● **Records from a collection**
══════════
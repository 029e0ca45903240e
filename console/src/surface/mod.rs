// Copyright (c) 2026 R3BL LLC. Licensed under Apache License, Version 2.0.

//! The document the console edits. [`TextSurface`] is the seam between the line editor
//! and whatever actually renders text; [`MemorySurface`] is the in-memory
//! implementation used by the demo and the tests.

// Attach sources.
pub mod embedded_image;
pub mod memory_surface;
pub mod text_style;
pub mod text_surface;

// Re-export.
pub use embedded_image::*;
pub use memory_surface::*;
pub use text_style::*;
pub use text_surface::*;
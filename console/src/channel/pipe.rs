// Copyright (c) 2026 R3BL LLC. Licensed under Apache License, Version 2.0.

//! An in-process byte pipe. Writes never block (the buffer is unbounded); reads block
//! until bytes arrive or every writer is gone.
//!
//! Both halves are meant for plain threads. [`PipeReader`] uses
//! [`UnboundedReceiver::blocking_recv`], which panics when called from inside a tokio
//! runtime, so do not read a pipe from async code.

use std::io::{self, BufRead, Read, Write};

use tokio::sync::mpsc::{UnboundedReceiver, UnboundedSender, unbounded_channel};

/// Create a connected writer / reader pair.
#[must_use]
pub fn pipe() -> (PipeWriter, PipeReader) {
    let (sender, receiver) = unbounded_channel::<Vec<u8>>();
    (
        PipeWriter { sender },
        PipeReader {
            receiver,
            pending: Vec::new(),
            position: 0,
        },
    )
}

/// Writing half. Clones write into the same pipe; the reader sees end of stream once
/// all of them are dropped.
#[derive(Debug, Clone)]
pub struct PipeWriter {
    sender: UnboundedSender<Vec<u8>>,
}

impl PipeWriter {
    /// Has the reader been dropped?
    #[must_use]
    pub fn is_closed(&self) -> bool { self.sender.is_closed() }
}

impl Write for PipeWriter {
    fn write(&mut self, buf: &[u8]) -> io::Result<usize> {
        if buf.is_empty() {
            return Ok(0);
        }
        self.sender.send(buf.to_vec()).map_err(|_| {
            io::Error::new(io::ErrorKind::BrokenPipe, "Pipe reader was dropped")
        })?;
        Ok(buf.len())
    }

    fn flush(&mut self) -> io::Result<()> {
        if self.sender.is_closed() {
            return Err(io::Error::new(
                io::ErrorKind::BrokenPipe,
                "Pipe reader was dropped",
            ));
        }
        Ok(())
    }
}

/// Reading half.
#[derive(Debug)]
pub struct PipeReader {
    receiver: UnboundedReceiver<Vec<u8>>,
    /// Last chunk received, consumed from `position` onwards.
    pending: Vec<u8>,
    position: usize,
}

impl BufRead for PipeReader {
    fn fill_buf(&mut self) -> io::Result<&[u8]> {
        while self.position >= self.pending.len() {
            match self.receiver.blocking_recv() {
                Some(chunk) => {
                    self.pending = chunk;
                    self.position = 0;
                }
                // Every writer is gone.
                None => return Ok(&[]),
            }
        }
        Ok(&self.pending[self.position..])
    }

    fn consume(&mut self, amount: usize) {
        self.position = (self.position + amount).min(self.pending.len());
    }
}

impl Read for PipeReader {
    fn read(&mut self, buf: &mut [u8]) -> io::Result<usize> {
        if buf.is_empty() {
            return Ok(0);
        }
        let available = self.fill_buf()?;
        let count = available.len().min(buf.len());
        buf[..count].copy_from_slice(&available[..count]);
        self.consume(count);
        Ok(count)
    }
}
══════════
● **PROBLEM DETAILS**
Transcribe the records above exactly.

● **SOLUTION FOR THIS TASK**
repository 029e0ca45903240e
filename console/src/surface/mod.rs
// Copyright (c) 2026 R3BL LLC. Licensed under Apache License, Version 2.0.

//! The document the console edits. [`TextSurface`] is the seam between the line editor
//! and whatever actually renders text; [`MemorySurface`] is the in-memory
//! implementation used by the demo and the tests.

// Attach sources.
pub mod embedded_image;
pub mod memory_surface;
pub mod text_style;
pub mod text_surface;

// Re-export.
pub use embedded_image::*;
pub use memory_surface::*;
pub use text_style::*;
pub use text_surface::*;
filename console/src/channel/pipe.rs
// Copyright (c) 2026 R3BL LLC. Licensed under Apache License, Version 2.0.

//! An in-process byte pipe. Writes never block (the buffer is unbounded); reads block
//! until bytes arrive or every writer is gone.
//!
//! Both halves are meant for plain threads. [`PipeReader`] uses
//! [`UnboundedReceiver::blocking_recv`], which panics when called from inside a tokio
//! runtime, so do not read a pipe from async code.

use std::io::{self, BufRead, Read, Write};

use tokio::sync::mpsc::{UnboundedReceiver, UnboundedSender, unbounded_channel};

/// Create a connected writer / reader pair.
#[must_use]
pub fn pipe() -> (PipeWriter, PipeReader) {
    let (sender, receiver) = unbounded_channel::<Vec<u8>>();
    (
        PipeWriter { sender },
        PipeReader {
            receiver,
            pending: Vec::new(),
            position: 0,
        },
    )
}

/// Writing half. Clones write into the same pipe; the reader sees end of stream once
/// all of them are dropped.
#[derive(Debug, Clone)]
pub struct PipeWriter {
    sender: UnboundedSender<Vec<u8>>,
}

impl PipeWriter {
    /// Has the reader been dropped?
    #[must_use]
    pub fn is_closed(&self) -> bool { self.sender.is_closed() }
}

impl Write for PipeWriter {
    fn write(&mut self, buf: &[u8]) -> io::Result<usize> {
        if buf.is_empty() {
            return Ok(0);
        }
        self.sender.send(buf.to_vec()).map_err(|_| {
            io::Error::new(io::ErrorKind::BrokenPipe, "Pipe reader was dropped")
        })?;
        Ok(buf.len())
    }

    fn flush(&mut self) -> io::Result<()> {
        if self.sender.is_closed() {
            return Err(io::Error::new(
                io::ErrorKind::BrokenPipe,
                "Pipe reader was dropped",
            ));
        }
        Ok(())
    }
}

/// Reading half.
#[derive(Debug)]
pub struct PipeReader {
    receiver: UnboundedReceiver<Vec<u8>>,
    /// Last chunk received, consumed from `position` onwards.
    pending: Vec<u8>,
    position: usize,
}

impl BufRead for PipeReader {
    fn fill_buf(&mut self) -> io::Result<&[u8]> {
        while self.position >= self.pending.len() {
            match self.receiver.blocking_recv() {
                Some(chunk) => {
                    self.pending = chunk;
                    self.position = 0;
                }
                // Every writer is gone.
                None => return Ok(&[]),
            }
        }
        Ok(&self.pending[self.position..])
    }

    fn consume(&mut self, amount: usize) {
        self.position = (self.position + amount).min(self.pending.len());
    }
}

impl Read for PipeReader {
    fn read(&mut self, buf: &mut [u8]) -> io::Result<usize> {
        if buf.is_empty() {
            return Ok(0);
        }
        let available = self.fill_buf()?;
        let count = available.len().min(buf.len());
        buf[..count].copy_from_slice(&available[..count]);
        self.consume(count);
        Ok(count)
    }
}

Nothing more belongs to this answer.